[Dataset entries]
------

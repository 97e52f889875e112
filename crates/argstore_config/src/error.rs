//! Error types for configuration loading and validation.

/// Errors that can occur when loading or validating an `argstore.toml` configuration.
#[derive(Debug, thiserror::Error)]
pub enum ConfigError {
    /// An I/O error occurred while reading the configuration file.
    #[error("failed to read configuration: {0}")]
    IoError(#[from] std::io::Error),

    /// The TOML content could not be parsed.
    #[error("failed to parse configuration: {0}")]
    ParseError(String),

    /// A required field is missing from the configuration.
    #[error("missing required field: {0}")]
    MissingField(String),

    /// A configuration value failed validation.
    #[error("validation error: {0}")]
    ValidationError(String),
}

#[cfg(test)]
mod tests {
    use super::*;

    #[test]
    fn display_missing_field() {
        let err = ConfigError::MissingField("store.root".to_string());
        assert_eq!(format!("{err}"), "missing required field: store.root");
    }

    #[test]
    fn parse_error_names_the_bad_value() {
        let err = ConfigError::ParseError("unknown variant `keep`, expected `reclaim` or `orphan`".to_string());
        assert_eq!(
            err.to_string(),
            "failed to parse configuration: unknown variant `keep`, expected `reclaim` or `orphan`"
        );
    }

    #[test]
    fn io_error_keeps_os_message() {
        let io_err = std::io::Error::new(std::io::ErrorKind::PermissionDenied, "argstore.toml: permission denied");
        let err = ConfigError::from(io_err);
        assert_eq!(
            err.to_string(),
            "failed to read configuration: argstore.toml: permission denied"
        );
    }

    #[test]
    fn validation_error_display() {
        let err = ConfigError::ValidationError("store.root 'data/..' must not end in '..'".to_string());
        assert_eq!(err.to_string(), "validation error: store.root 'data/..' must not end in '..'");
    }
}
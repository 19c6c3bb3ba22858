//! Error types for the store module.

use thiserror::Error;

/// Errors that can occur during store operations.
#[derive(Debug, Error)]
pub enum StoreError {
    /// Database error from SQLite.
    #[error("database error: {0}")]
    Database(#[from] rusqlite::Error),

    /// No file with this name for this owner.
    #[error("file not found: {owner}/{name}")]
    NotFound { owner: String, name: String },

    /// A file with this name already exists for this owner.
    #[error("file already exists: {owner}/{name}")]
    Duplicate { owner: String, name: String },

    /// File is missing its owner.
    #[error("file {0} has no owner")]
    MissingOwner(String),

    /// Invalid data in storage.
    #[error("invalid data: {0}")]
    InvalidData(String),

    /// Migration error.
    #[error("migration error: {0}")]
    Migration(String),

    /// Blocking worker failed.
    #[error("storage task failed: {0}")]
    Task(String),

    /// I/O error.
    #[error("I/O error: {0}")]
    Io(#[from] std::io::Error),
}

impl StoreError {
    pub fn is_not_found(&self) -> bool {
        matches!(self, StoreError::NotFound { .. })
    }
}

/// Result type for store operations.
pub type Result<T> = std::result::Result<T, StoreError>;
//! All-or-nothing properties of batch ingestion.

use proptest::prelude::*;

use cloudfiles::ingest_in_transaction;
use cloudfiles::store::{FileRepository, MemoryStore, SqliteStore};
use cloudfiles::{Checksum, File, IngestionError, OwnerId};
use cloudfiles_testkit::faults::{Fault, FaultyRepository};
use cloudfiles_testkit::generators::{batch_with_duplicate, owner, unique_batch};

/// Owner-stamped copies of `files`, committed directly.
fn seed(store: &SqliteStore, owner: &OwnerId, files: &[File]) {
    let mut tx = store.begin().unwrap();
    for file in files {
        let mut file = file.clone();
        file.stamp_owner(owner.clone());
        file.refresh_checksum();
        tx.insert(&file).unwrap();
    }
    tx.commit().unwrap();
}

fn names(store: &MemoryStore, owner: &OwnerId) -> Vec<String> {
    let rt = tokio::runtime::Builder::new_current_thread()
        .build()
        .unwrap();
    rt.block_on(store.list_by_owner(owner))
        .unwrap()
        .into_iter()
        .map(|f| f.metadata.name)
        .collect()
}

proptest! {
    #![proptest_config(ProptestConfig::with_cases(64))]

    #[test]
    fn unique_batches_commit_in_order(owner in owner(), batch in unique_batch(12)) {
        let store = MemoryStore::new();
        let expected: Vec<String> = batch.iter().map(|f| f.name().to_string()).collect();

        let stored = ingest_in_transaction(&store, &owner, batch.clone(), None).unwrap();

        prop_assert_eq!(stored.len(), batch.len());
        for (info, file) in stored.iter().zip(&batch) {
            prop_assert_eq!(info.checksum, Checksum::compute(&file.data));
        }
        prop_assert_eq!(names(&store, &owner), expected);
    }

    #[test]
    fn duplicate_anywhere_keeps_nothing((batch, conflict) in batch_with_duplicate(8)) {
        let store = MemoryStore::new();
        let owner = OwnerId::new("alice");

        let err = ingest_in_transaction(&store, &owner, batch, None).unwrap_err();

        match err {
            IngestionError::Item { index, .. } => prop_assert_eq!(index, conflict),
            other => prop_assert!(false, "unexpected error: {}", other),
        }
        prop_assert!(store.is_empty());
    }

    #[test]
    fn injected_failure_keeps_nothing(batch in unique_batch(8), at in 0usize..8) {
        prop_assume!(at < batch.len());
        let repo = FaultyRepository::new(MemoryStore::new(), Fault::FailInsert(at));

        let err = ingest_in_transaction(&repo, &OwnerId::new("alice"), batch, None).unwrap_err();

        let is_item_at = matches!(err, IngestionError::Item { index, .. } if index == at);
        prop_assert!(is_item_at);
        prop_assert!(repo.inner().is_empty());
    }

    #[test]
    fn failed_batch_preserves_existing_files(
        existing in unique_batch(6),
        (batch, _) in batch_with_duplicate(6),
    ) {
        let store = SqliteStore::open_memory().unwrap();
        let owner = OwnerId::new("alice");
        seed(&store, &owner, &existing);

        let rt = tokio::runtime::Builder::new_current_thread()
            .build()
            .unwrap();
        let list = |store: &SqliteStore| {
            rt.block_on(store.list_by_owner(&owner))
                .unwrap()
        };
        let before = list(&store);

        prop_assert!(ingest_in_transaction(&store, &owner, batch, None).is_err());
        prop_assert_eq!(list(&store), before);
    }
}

------

* **EXERCISE GOAL**: Print each line above exactly as it stands.

* **RESULT OF THE EXERCISE**:
repository 97e52f889875e112
filename crates/argstore_config/src/error.rs
//! Error types for configuration loading and validation.

/// Errors that can occur when loading or validating an `argstore.toml` configuration.
#[derive(Debug, thiserror::Error)]
pub enum ConfigError {
    /// An I/O error occurred while reading the configuration file.
    #[error("failed to read configuration: {0}")]
    IoError(#[from] std::io::Error),

    /// The TOML content could not be parsed.
    #[error("failed to parse configuration: {0}")]
    ParseError(String),

    /// A required field is missing from the configuration.
    #[error("missing required field: {0}")]
    MissingField(String),

    /// A configuration value failed validation.
    #[error("validation error: {0}")]
    ValidationError(String),
}

#[cfg(test)]
mod tests {
    use super::*;

    #[test]
    fn display_missing_field() {
        let err = ConfigError::MissingField("store.root".to_string());
        assert_eq!(format!("{err}"), "missing required field: store.root");
    }

    #[test]
    fn parse_error_names_the_bad_value() {
        let err = ConfigError::ParseError("unknown variant `keep`, expected `reclaim` or `orphan`".to_string());
        assert_eq!(
            err.to_string(),
            "failed to parse configuration: unknown variant `keep`, expected `reclaim` or `orphan`"
        );
    }

    #[test]
    fn io_error_keeps_os_message() {
        let io_err = std::io::Error::new(std::io::ErrorKind::PermissionDenied, "argstore.toml: permission denied");
        let err = ConfigError::from(io_err);
        assert_eq!(
            err.to_string(),
            "failed to read configuration: argstore.toml: permission denied"
        );
    }

    #[test]
    fn validation_error_display() {
        let err = ConfigError::ValidationError("store.root 'data/..' must not end in '..'".to_string());
        assert_eq!(err.to_string(), "validation error: store.root 'data/..' must not end in '..'");
    }
}
repository 19c6c3bb3ba22858
//! Error types for the store module.

use thiserror::Error;

/// Errors that can occur during store operations.
#[derive(Debug, Error)]
pub enum StoreError {
    /// Database error from SQLite.
    #[error("database error: {0}")]
    Database(#[from] rusqlite::Error),

    /// No file with this name for this owner.
    #[error("file not found: {owner}/{name}")]
    NotFound { owner: String, name: String },

    /// A file with this name already exists for this owner.
    #[error("file already exists: {owner}/{name}")]
    Duplicate { owner: String, name: String },

    /// File is missing its owner.
    #[error("file {0} has no owner")]
    MissingOwner(String),

    /// Invalid data in storage.
    #[error("invalid data: {0}")]
    InvalidData(String),

    /// Migration error.
    #[error("migration error: {0}")]
    Migration(String),

    /// Blocking worker failed.
    #[error("storage task failed: {0}")]
    Task(String),

    /// I/O error.
    #[error("I/O error: {0}")]
    Io(#[from] std::io::Error),
}

impl StoreError {
    pub fn is_not_found(&self) -> bool {
        matches!(self, StoreError::NotFound { .. })
    }
}

/// Result type for store operations.
pub type Result<T> = std::result::Result<T, StoreError>;
//! All-or-nothing properties of batch ingestion.

use proptest::prelude::*;

use cloudfiles::ingest_in_transaction;
use cloudfiles::store::{FileRepository, MemoryStore, SqliteStore};
use cloudfiles::{Checksum, File, IngestionError, OwnerId};
use cloudfiles_testkit::faults::{Fault, FaultyRepository};
use cloudfiles_testkit::generators::{batch_with_duplicate, owner, unique_batch};

/// Owner-stamped copies of `files`, committed directly.
fn seed(store: &SqliteStore, owner: &OwnerId, files: &[File]) {
    let mut tx = store.begin().unwrap();
    for file in files {
        let mut file = file.clone();
        file.stamp_owner(owner.clone());
        file.refresh_checksum();
        tx.insert(&file).unwrap();
    }
    tx.commit().unwrap();
}

fn names(store: &MemoryStore, owner: &OwnerId) -> Vec<String> {
    let rt = tokio::runtime::Builder::new_current_thread()
        .build()
        .unwrap();
    rt.block_on(store.list_by_owner(owner))
        .unwrap()
        .into_iter()
        .map(|f| f.metadata.name)
        .collect()
}

proptest! {
    #![proptest_config(ProptestConfig::with_cases(64))]

    #[test]
    fn unique_batches_commit_in_order(owner in owner(), batch in unique_batch(12)) {
        let store = MemoryStore::new();
        let expected: Vec<String> = batch.iter().map(|f| f.name().to_string()).collect();

        let stored = ingest_in_transaction(&store, &owner, batch.clone(), None).unwrap();

        prop_assert_eq!(stored.len(), batch.len());
        for (info, file) in stored.iter().zip(&batch) {
            prop_assert_eq!(info.checksum, Checksum::compute(&file.data));
        }
        prop_assert_eq!(names(&store, &owner), expected);
    }

    #[test]
    fn duplicate_anywhere_keeps_nothing((batch, conflict) in batch_with_duplicate(8)) {
        let store = MemoryStore::new();
        let owner = OwnerId::new("alice");

        let err = ingest_in_transaction(&store, &owner, batch, None).unwrap_err();

        match err {
            IngestionError::Item { index, .. } => prop_assert_eq!(index, conflict),
            other => prop_assert!(false, "unexpected error: {}", other),
        }
        prop_assert!(store.is_empty());
    }

    #[test]
    fn injected_failure_keeps_nothing(batch in unique_batch(8), at in 0usize..8) {
        prop_assume!(at < batch.len());
        let repo = FaultyRepository::new(MemoryStore::new(), Fault::FailInsert(at));

        let err = ingest_in_transaction(&repo, &OwnerId::new("alice"), batch, None).unwrap_err();

        let is_item_at = matches!(err, IngestionError::Item { index, .. } if index == at);
        prop_assert!(is_item_at);
        prop_assert!(repo.inner().is_empty());
    }

    #[test]
    fn failed_batch_preserves_existing_files(
        existing in unique_batch(6),
        (batch, _) in batch_with_duplicate(6),
    ) {
        let store = SqliteStore::open_memory().unwrap();
        let owner = OwnerId::new("alice");
        seed(&store, &owner, &existing);

        let rt = tokio::runtime::Builder::new_current_thread()
            .build()
            .unwrap();
        let list = |store: &SqliteStore| {
            rt.block_on(store.list_by_owner(&owner))
                .unwrap()
        };
        let before = list(&store);

        prop_assert!(ingest_in_transaction(&store, &owner, batch, None).is_err());
        prop_assert_eq!(list(&store), before);
    }
}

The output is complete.